Simmons was married in Philadelphia by Rev. John L. Lee on September 15, 1915, to Mary L. "Mamie" Smith (July 19, 1896 – ca. 1944). He and his wife Mary had five children and settled into life as a porter. He later became an assistant manager at Rosenbaum's Department Store in Plainfield, New Jersey. After 29 years of marriage, Mamie died in approximately 1944.

In 1957, Simmons married his second wife, Rebecca Jones (1901 – August 20, 1997).

Simmons worked for R. J. Goerke Co. during the early 1960s, and was among the employees to receive an award for safety.

In 1971, he retired to St. Petersburg, Florida.
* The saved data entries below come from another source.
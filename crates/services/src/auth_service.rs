use flash_core::model::{Role, Session};
use flash_core::{AuthError, RoleSecrets, authenticate};

/// Opens and closes sessions against the configured role secrets.
#[derive(Debug, Clone, Default)]
pub struct AuthService {
    secrets: RoleSecrets,
}

impl AuthService {
    #[must_use]
    pub fn new(secrets: RoleSecrets) -> Self {
        Self { secrets }
    }

    /// Log in with a username, password and the role picked on the form.
    ///
    /// # Errors
    ///
    /// Returns `AuthError::InvalidCredentials` when a field is empty or the
    /// password does not match the role's secret.
    pub fn login(&self, username: &str, password: &str, role: Role) -> Result<Session, AuthError> {
        match authenticate(username, password, role, &self.secrets) {
            Ok(session) => {
                tracing::info!(user = %session.username(), %role, "login succeeded");
                Ok(session)
            }
            Err(err) => {
                tracing::warn!(user = username.trim(), %role, "login rejected");
                Err(err)
            }
        }
    }

    /// End a session. Consuming it means nothing can act on its behalf later.
    pub fn logout(&self, session: Session) {
        tracing::info!(user = %session.username(), role = %session.role(), "logged out");
        drop(session);
    }
}
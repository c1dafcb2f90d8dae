use std::fmt;

use crate::model::Username;

/// Prefix shared by every key this application writes.
pub const KEY_PREFIX: &str = "FLASHCARDS_";
/// Shared deck, visible to every learner.
pub const SHARED_DECK_KEY: &str = "FLASHCARDS_SHARED";
/// Registered usernames (`string[]`).
pub const USERS_KEY: &str = "FLASHCARDS_USERS";

/// Identifies a stored card collection.
#[derive(Debug, Clone, PartialEq, Eq, Hash)]
pub enum DeckKey {
    Shared,
    User(Username),
}

impl DeckKey {
    /// The key-value store key holding this deck.
    #[must_use]
    pub fn storage_key(&self) -> String {
        match self {
            DeckKey::Shared => SHARED_DECK_KEY.to_owned(),
            DeckKey::User(name) => format!("{KEY_PREFIX}{name}"),
        }
    }
}

impl fmt::Display for DeckKey {
    fn fmt(&self, f: &mut fmt::Formatter<'_>) -> fmt::Result {
        f.write_str(&self.storage_key())
    }
}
After 40 years of marriage, Rebecca died at the age of 96 in 1997.

== Rediscovery and death ==

In the fall of 2005, David Allen Lambert, a genealogist at the New England Historic Genealogical Society, alerted fellow baseball historians associated with the Negro leagues, who proceeded to interview Simmons, a link to early baseball. In May 2006, Dr. Layton Revel, founder of Texas-based Center for Negro League Baseball Research, met and interviewed Simmons.

Revel organized a 111th birthday celebration for Simmons in 2006, which included approximately 30 former Negro leagues players from around Florida. A plaque was presented to Simmons on his birthday on behalf of the Society for American Baseball Research. The Tampa Bay Devil Rays also gave Simmons a team jersey with number "111."

Simmons died 15 days later at the Westminster Suncoast Nursing Home in St. Petersburg, having outlived all five of his children. At the time of his death, Simmons had nine grandchildren, several great-grandchildren, and many great-great-grandchildren.

Simmons is also one of the two known professional athletes to have been born in the 19th century and died in the 21st century, the other being Karl Swanson (1900–2002).